Plano Diretor do Guará O receio que temos é pensando na Bacia do Lago Paranoá. Tudo que se faz na área da bacia tende a precipitar dentro do lago. O adensamento populacional previsto gera afluentes que, mesmo tratados, causam impactos negativos no lago, que é o medidor do nosso comportamento ambiental. A maioria dos adensamentos populacionais estava prevista há alguns anos e existe uma modelagem na Caesb. É o caso do Noroeste. Mas o do Guará não estava estimado na dimensão, hoje, inserida no plano diretor local daquela cidade. Temos que trabalhar por bacia e vai chegar a hora em que teremos de gritar aos quatro ventos que não dá mais. Na elaboração do Plano Diretor de Ordenamento Territorial, de 1997, o DF foi pensado por bacias hidrográficas e a capacidade do Lago Paranoá. Agora, nessa revisão, não podemos perder esse conceito, sob pena de comprometer todo o restante do DF. Exatamente esse é conflito que está ocorrendo nas audiências públicas, nas quais a comunidade está contra esse adensamento no Guará. Da mesma forma que o Guará, as invasões e os condomínios nos preocupam muito. Quanto à regularização dos condomínios, é preciso conjugar os aspectos ambientais e urbanísticos. Mas acredito que neste governo ou no próximo, haverá de se priorizar o licenciamento ambiental dos condomínios e dar um basta às invasões.

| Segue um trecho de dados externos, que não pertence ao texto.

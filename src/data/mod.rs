//! Data layer - Static mappings and constants
//!
//! This module contains all static data used by the conversion stages:
//! - Symbol mappings merged into the shared [`SymbolTable`]
//! - Unicode superscript/subscript glyphs
//! - Command name tables (functions, big operators, delimiters, spacing)

pub mod commands;
pub mod scripts;
pub mod symbols;

// Re-export commonly used items
pub use commands::{is_font_wrapper, is_known_command, BIG_OPERATORS, FUNCTION_NAMES};
pub use scripts::{SUBSCRIPTS, SUPERSCRIPTS};
pub use symbols::{
    SymbolTable, ARROW_SYMBOLS, GREEK_LETTERS, MISC_SYMBOLS, OPERATOR_SYMBOLS, RELATION_SYMBOLS,
    SYMBOL_TABLE,
};
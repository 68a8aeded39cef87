//! Integration tests for mathtext conversion

use mathtext::{
    convert, convert_with_diagnostics, convert_with_options, ConvertOptions, STANDARD_PIPELINE,
};

// ============================================================================
// Basic constructs
// ============================================================================

mod basics {
    use super::*;
    use pretty_assertions::assert_eq;

    #[test]
    fn test_fractions() {
        assert_eq!(convert(r"\frac{a}{b}"), "a/b");
        assert_eq!(convert(r"\frac{x+1}{2}"), "(x+1)/(2)");
        assert_eq!(convert(r"\frac{1}{1+\frac{1}{x}}"), "(1)/(1+1/x)");
    }

    #[test]
    fn test_roots() {
        assert_eq!(convert(r"\sqrt{4}"), "√4");
        assert_eq!(convert(r"\sqrt[3]{8}"), "³√(8)");
        assert_eq!(convert(r"\sqrt{x+1}"), "√(x+1)");
    }

    #[test]
    fn test_scripts() {
        assert_eq!(convert("x^{2}"), "x²");
        assert_eq!(convert("x_{1}"), "x₁");
        assert_eq!(convert("x^{αβ}"), "x^{αβ}");
    }

    #[test]
    fn test_greek_letters() {
        assert_eq!(convert(r"\alpha + \beta"), "α + β");
        assert_eq!(convert(r"\Gamma(\theta)"), "Γ(θ)");
    }

    #[test]
    fn test_delimiters() {
        assert_eq!(convert(r"\left(\frac{1}{2}\right)"), "(1/2)");
        assert_eq!(convert(r"\left\langle x, y \right\rangle"), "⟨ x, y ⟩");
        assert_eq!(convert(r"\left\{ x \right\}"), "❴ x ❵");
        assert_eq!(convert(r"\|v\|"), "‖v‖");
        assert_eq!(convert(r"\left. f \right|_{0}"), "f |₀");
    }

    #[test]
    fn test_functions() {
        assert_eq!(convert(r"\sin^2 x + \cos^2 x = 1"), "sin² x + cos² x = 1");
        assert_eq!(convert(r"\operatorname{rank}(A)"), "rank(A)");
        assert_eq!(convert(r"\mathrm{ln}\,x"), "ln x");
    }

    #[test]
    fn test_text_and_fonts() {
        assert_eq!(convert(r"\text{if } x > 0"), "if x > 0");
        assert_eq!(convert(r"\mathbf{v} \cdot \mathbf{w}"), "v · w");
        assert_eq!(convert(r"50\%"), "50%");
    }

    #[test]
    fn test_spacing() {
        assert_eq!(convert(r"a\,b\quad c"), "a b c");
        assert_eq!(
            convert_with_options(r"a\quad b", &ConvertOptions::layout()),
            "a b"
        );
    }
}

// ============================================================================
// Formulas combining several stages
// ============================================================================

mod formulas {
    use super::*;
    use pretty_assertions::assert_eq;

    #[test]
    fn test_quadratic_formula() {
        assert_eq!(
            convert(r"x = \frac{-b \pm \sqrt{b^2 - 4ac}}{2a}"),
            "x = (-b ± √(b² - 4ac))/(2a)"
        );
    }

    #[test]
    fn test_sum_with_bounds() {
        assert_eq!(convert(r"\sum_{i=1}^{n} i^2"), "∑_{i=1}ⁿ i²");
    }

    #[test]
    fn test_gaussian_integral() {
        assert_eq!(convert(r"\int_0^\infty e^{-x^2} dx"), "∫₀^∞ e^{-x²} dx");
    }

    #[test]
    fn test_limit() {
        assert_eq!(
            convert(r"\lim_{x \to 0} \frac{\sin x}{x}"),
            "lim_{x → 0} (sin x)/(x)"
        );
    }

    #[test]
    fn test_unicode_passthrough() {
        assert_eq!(convert("αβ + 1 ≤ ∞"), "αβ + 1 ≤ ∞");
    }
}

// ============================================================================
// Matrices
// ============================================================================

mod matrices {
    use super::*;
    use pretty_assertions::assert_eq;

    #[test]
    fn test_pmatrix_layout() {
        assert_eq!(
            convert_with_options(
                r"\begin{pmatrix}1&2\\3&4\end{pmatrix}",
                &ConvertOptions::layout()
            ),
            "(\n1\t2\n3\t4\n)"
        );
    }

    #[test]
    fn test_pmatrix_default_is_single_line() {
        assert_eq!(
            convert(r"\begin{pmatrix}1&2\\3&4\end{pmatrix}"),
            "( 1 2 3 4 )"
        );
    }

    #[test]
    fn test_bmatrix_with_symbols() {
        assert_eq!(
            convert_with_options(
                r"\begin{bmatrix} \alpha & \beta \\ \gamma & \delta \end{bmatrix}",
                &ConvertOptions::layout()
            ),
            "[\nα\tβ\nγ\tδ\n]"
        );
    }

    #[test]
    fn test_array() {
        assert_eq!(
            convert_with_options(
                r"\begin{array}{cc} a & b \\ c & d \end{array}",
                &ConvertOptions::layout()
            ),
            "a\tb\nc\td"
        );
    }
}

// ============================================================================
// Options
// ============================================================================

mod options {
    use super::*;
    use pretty_assertions::assert_eq;

    #[test]
    fn test_ascii_scripts() {
        assert_eq!(
            convert_with_options(r"x^{2} + \sqrt[n]{y}", &ConvertOptions::ascii()),
            "x^{2} + n√(y)"
        );
    }

    #[test]
    fn test_operand_length() {
        let options = ConvertOptions {
            simple_operand_len: 5,
            ..ConvertOptions::default()
        };
        assert_eq!(convert_with_options(r"\frac{abcd}{2}", &options), "abcd/2");
    }

    #[test]
    fn test_zero_passes_rejected() {
        assert!(ConvertOptions::new().with_max_fraction_passes(0).is_err());
    }
}

// ============================================================================
// Edge cases
// ============================================================================

mod edge_cases {
    use super::*;
    use pretty_assertions::assert_eq;
    use mathtext::stages::CleanupStage;
    use mathtext::Pipeline;

    #[test]
    fn test_empty_input() {
        assert_eq!(convert(""), "");
        let output = convert_with_diagnostics("", &ConvertOptions::default());
        assert!(!output.has_warnings());
    }

    #[test]
    fn test_unknown_command() {
        let output = convert_with_diagnostics(r"\foo + 1", &ConvertOptions::default());
        assert_eq!(output.content, "foo + 1");
        assert_eq!(output.warnings.len(), 1);
        assert_eq!(output.warnings[0].stage, "cleanup");
    }

    #[test]
    fn test_unknown_command_arguments_stay_apart() {
        let output = convert_with_diagnostics(r"\binom{n}{k}", &ConvertOptions::default());
        assert_eq!(output.content, "binom n k");
        assert_eq!(output.warnings.len(), 1);
    }

    #[test]
    fn test_unterminated_constructs_never_panic() {
        for input in [r"\frac{a}{b", r"\sqrt{", "x^{", r"\begin{pmatrix}1&2", "}}}", "\\"] {
            let output = convert_with_diagnostics(input, &ConvertOptions::default());
            assert!(!output.content.contains('\\'), "input: {}", input);
        }
    }

    #[test]
    fn test_deep_fraction_nesting_hits_pass_limit() {
        let mut src = String::from("1");
        for _ in 0..20 {
            src = format!(r"\frac{{{}}}{{2}}", src);
        }
        let output = convert_with_diagnostics(&src, &ConvertOptions::default());
        assert!(output.warnings.iter().any(|w| w.stage == "fraction"));
    }

    #[test]
    fn test_deep_root_nesting() {
        let src = format!("{}x{}", r"\sqrt{".repeat(100), "}".repeat(100));
        let out = convert(&src);
        assert!(out.starts_with('√'));
    }

    #[test]
    fn test_unsupported_environment_degrades_to_text() {
        let output = convert_with_diagnostics(
            r"\begin{cases} 1 & x > 0 \\ 0 & \text{otherwise} \end{cases}",
            &ConvertOptions::default(),
        );
        assert!(output.content.contains("otherwise"));
        assert!(output.has_warnings());
    }

    #[test]
    fn test_cleanup_is_idempotent_on_output() {
        let cleanup = Pipeline::from_stages(vec![Box::new(CleanupStage)]);
        for input in [
            r"\sum_{i=1}^{n} x_{ij}",
            r"\foo{bar} \{ a \}",
            r"\frac{a}{b} + e^{x^{2}}",
        ] {
            let once = convert(input);
            let twice = cleanup.run(&once, &ConvertOptions::default());
            assert_eq!(twice.content, once);
            assert!(!twice.has_warnings());
        }
    }
}

// ============================================================================
// Pipeline
// ============================================================================

mod pipeline {
    use super::*;
    use pretty_assertions::assert_eq;

    #[test]
    fn test_stage_order() {
        assert_eq!(
            STANDARD_PIPELINE.stage_names(),
            vec![
                "fraction",
                "root",
                "script",
                "function",
                "matrix",
                "symbol",
                "delimiter",
                "cleanup"
            ]
        );
    }

    #[test]
    fn test_trace() {
        let traces = mathtext::trace(r"\sqrt{\alpha}", &ConvertOptions::default());
        assert_eq!(traces[1].stage, "root");
        assert_eq!(traces[1].output, r"√(\alpha)");
        assert_eq!(traces[5].stage, "symbol");
        assert_eq!(traces[7].output, "√(α)");
    }

    #[test]
    fn test_parallel_callers() {
        let inputs = [
            r"\frac{a}{b}",
            r"\sqrt[3]{8}",
            r"\alpha + \beta",
            r"\begin{pmatrix}1&2\\3&4\end{pmatrix}",
        ];
        let expected: Vec<String> = inputs.iter().map(|s| convert(s)).collect();

        std::thread::scope(|scope| {
            let handles: Vec<_> = (0..8)
                .map(|_| scope.spawn(|| inputs.iter().map(|s| convert(s)).collect::<Vec<_>>()))
                .collect();
            for handle in handles {
                assert_eq!(handle.join().unwrap(), expected);
            }
        });
    }
}

// ============================================================================
// Diagnostics
// ============================================================================

mod diagnostics {
    use mathtext::diagnostics::{check_math, format_diagnostics};

    #[test]
    fn test_check_clean_formula() {
        let result = check_math(r"\frac{-b \pm \sqrt{b^2 - 4ac}}{2a}");
        assert!(result.is_empty());
    }

    #[test]
    fn test_check_reports_problems() {
        let result = check_math("\\begin{pmatrix}1 & 2\n\\frac{1}");
        assert!(result.has_errors());
        let report = format_diagnostics(&result, false);
        assert!(report.contains("unclosed environment 'pmatrix'"));
        assert!(report.contains("line 2:1"));
    }

    #[test]
    fn test_check_notes_unconverted_environment() {
        let result = check_math(r"\begin{cases} 1 & x > 0 \\ 0 & x \le 0 \end{cases}");
        assert!(!result.has_errors());
        assert_eq!(result.infos, 1);
        assert!(format_diagnostics(&result, false).ends_with("Summary: 1 note"));
    }
}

Zoneamento Econômico Ecológico Estamos em fase avançada para criar o nosso Zoneamento Econômico Ecológico (ZEE). A ministra Marina Silva, do Meio Ambiente, e o governador Joaquim Roriz assinaram convênio que permitirá a colaboração entre os dois órgãos - federal e distrital - para pensarmos na formação do ZEE do DF, que reordenará o crescimento da cidade - até induzindo o seu crescimento - levando em conta a matriz ecológica. É preciso repensar o adensamento populacional, evitando pressões sobre o Plano Piloto, uma área tombada e que deve ser preservada. Há pessoas que imaginam que preservar Brasília é fazer um muro em torno dela. Não é nada disso. É preciso descomprimir, reorientar o crescimento com base no ZEE. Esse zoneamento tem um viés social, que é o mais importante. Se você não consegue fazer a preservação ambiental, você compromete a vida. Uma coisa está interligada a outra. O estudo do ZEE será feito de forma globalizada, levando em conta o Entorno do DF. Surgirá, de fato, uma região metropolitana.